* Input for this task
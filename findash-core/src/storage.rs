// findash-core/src/storage.rs
use std::collections::HashMap;
use std::fs;
use std::path::{Path, PathBuf};
use std::sync::{Arc, PoisonError, RwLock};

#[derive(Debug, thiserror::Error)]
pub enum StorageError {
    #[error("IO error: {0}")]
    Io(#[from] std::io::Error),
    #[error("Invalid storage key: {0:?}")]
    InvalidKey(String),
}

/// Synchronous key/value persistence shared by the layout and config stores.
///
/// Values are whole blobs; every `set` overwrites the previous value (last write wins).
pub trait KeyValueStorage: Send + Sync {
    fn get(&self, key: &str) -> Result<Option<String>, StorageError>;
    fn set(&self, key: &str, value: &str) -> Result<(), StorageError>;
}

/// In-process storage. Clones share the same entries.
#[derive(Debug, Clone, Default)]
pub struct MemoryStorage {
    entries: Arc<RwLock<HashMap<String, String>>>,
}

impl MemoryStorage {
    pub fn new() -> Self {
        Self::default()
    }

    pub fn remove(&self, key: &str) -> Option<String> {
        self.entries
            .write()
            .unwrap_or_else(PoisonError::into_inner)
            .remove(key)
    }

    pub fn contains(&self, key: &str) -> bool {
        self.entries
            .read()
            .unwrap_or_else(PoisonError::into_inner)
            .contains_key(key)
    }
}

impl KeyValueStorage for MemoryStorage {
    fn get(&self, key: &str) -> Result<Option<String>, StorageError> {
        let entries = self.entries.read().unwrap_or_else(PoisonError::into_inner);
        Ok(entries.get(key).cloned())
    }

    fn set(&self, key: &str, value: &str) -> Result<(), StorageError> {
        let mut entries = self.entries.write().unwrap_or_else(PoisonError::into_inner);
        entries.insert(key.to_string(), value.to_string());
        Ok(())
    }
}

/// One `<key>.json` file per key inside a directory
#[derive(Debug, Clone)]
pub struct FileStorage {
    dir: PathBuf,
}

impl FileStorage {
    pub fn new(dir: impl Into<PathBuf>) -> Self {
        Self { dir: dir.into() }
    }

    pub fn dir(&self) -> &Path {
        &self.dir
    }

    fn path_for(&self, key: &str) -> Result<PathBuf, StorageError> {
        validate_key(key)?;
        Ok(self.dir.join(format!("{key}.json")))
    }
}

/// Keys must be plain file names: ASCII alphanumerics, `-`, `_` and `.`, not starting with a dot
pub fn validate_key(key: &str) -> Result<(), StorageError> {
    let valid = !key.is_empty()
        && !key.starts_with('.')
        && key
            .chars()
            .all(|c| c.is_ascii_alphanumeric() || matches!(c, '-' | '_' | '.'));

    if valid {
        Ok(())
    } else {
        Err(StorageError::InvalidKey(key.to_string()))
    }
}

impl KeyValueStorage for FileStorage {
    fn get(&self, key: &str) -> Result<Option<String>, StorageError> {
        let path = self.path_for(key)?;
        match fs::read_to_string(&path) {
            Ok(content) => Ok(Some(content)),
            Err(e) if e.kind() == std::io::ErrorKind::NotFound => Ok(None),
            Err(e) => Err(e.into()),
        }
    }

    fn set(&self, key: &str, value: &str) -> Result<(), StorageError> {
        let path = self.path_for(key)?;
        fs::create_dir_all(&self.dir)?;

        // Readers never observe a half-written blob
        let tmp = path.with_extension("json.tmp");
        fs::write(&tmp, value)?;
        fs::rename(&tmp, &path)?;
        Ok(())
    }
}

* Assignment
Write out every line of the data again, exactly as it reads.

* Answer to the exercise
filename findash-core/src/storage.rs
// findash-core/src/storage.rs
use std::collections::HashMap;
use std::fs;
use std::path::{Path, PathBuf};
use std::sync::{Arc, PoisonError, RwLock};

#[derive(Debug, thiserror::Error)]
pub enum StorageError {
    #[error("IO error: {0}")]
    Io(#[from] std::io::Error),
    #[error("Invalid storage key: {0:?}")]
    InvalidKey(String),
}

/// Synchronous key/value persistence shared by the layout and config stores.
///
/// Values are whole blobs; every `set` overwrites the previous value (last write wins).
pub trait KeyValueStorage: Send + Sync {
    fn get(&self, key: &str) -> Result<Option<String>, StorageError>;
    fn set(&self, key: &str, value: &str) -> Result<(), StorageError>;
}

/// In-process storage. Clones share the same entries.
#[derive(Debug, Clone, Default)]
pub struct MemoryStorage {
    entries: Arc<RwLock<HashMap<String, String>>>,
}

impl MemoryStorage {
    pub fn new() -> Self {
        Self::default()
    }

    pub fn remove(&self, key: &str) -> Option<String> {
        self.entries
            .write()
            .unwrap_or_else(PoisonError::into_inner)
            .remove(key)
    }

    pub fn contains(&self, key: &str) -> bool {
        self.entries
            .read()
            .unwrap_or_else(PoisonError::into_inner)
            .contains_key(key)
    }
}

impl KeyValueStorage for MemoryStorage {
    fn get(&self, key: &str) -> Result<Option<String>, StorageError> {
        let entries = self.entries.read().unwrap_or_else(PoisonError::into_inner);
        Ok(entries.get(key).cloned())
    }

    fn set(&self, key: &str, value: &str) -> Result<(), StorageError> {
        let mut entries = self.entries.write().unwrap_or_else(PoisonError::into_inner);
        entries.insert(key.to_string(), value.to_string());
        Ok(())
    }
}

/// One `<key>.json` file per key inside a directory
#[derive(Debug, Clone)]
pub struct FileStorage {
    dir: PathBuf,
}

impl FileStorage {
    pub fn new(dir: impl Into<PathBuf>) -> Self {
        Self { dir: dir.into() }
    }

    pub fn dir(&self) -> &Path {
        &self.dir
    }

    fn path_for(&self, key: &str) -> Result<PathBuf, StorageError> {
        validate_key(key)?;
        Ok(self.dir.join(format!("{key}.json")))
    }
}

/// Keys must be plain file names: ASCII alphanumerics, `-`, `_` and `.`, not starting with a dot
pub fn validate_key(key: &str) -> Result<(), StorageError> {
    let valid = !key.is_empty()
        && !key.starts_with('.')
        && key
            .chars()
            .all(|c| c.is_ascii_alphanumeric() || matches!(c, '-' | '_' | '.'));

    if valid {
        Ok(())
    } else {
        Err(StorageError::InvalidKey(key.to_string()))
    }
}

impl KeyValueStorage for FileStorage {
    fn get(&self, key: &str) -> Result<Option<String>, StorageError> {
        let path = self.path_for(key)?;
        match fs::read_to_string(&path) {
            Ok(content) => Ok(Some(content)),
            Err(e) if e.kind() == std::io::ErrorKind::NotFound => Ok(None),
            Err(e) => Err(e.into()),
        }
    }

    fn set(&self, key: &str, value: &str) -> Result<(), StorageError> {
        let path = self.path_for(key)?;
        fs::create_dir_all(&self.dir)?;

        // Readers never observe a half-written blob
        let tmp = path.with_extension("json.tmp");
        fs::write(&tmp, value)?;
        fs::rename(&tmp, &path)?;
        Ok(())
    }
}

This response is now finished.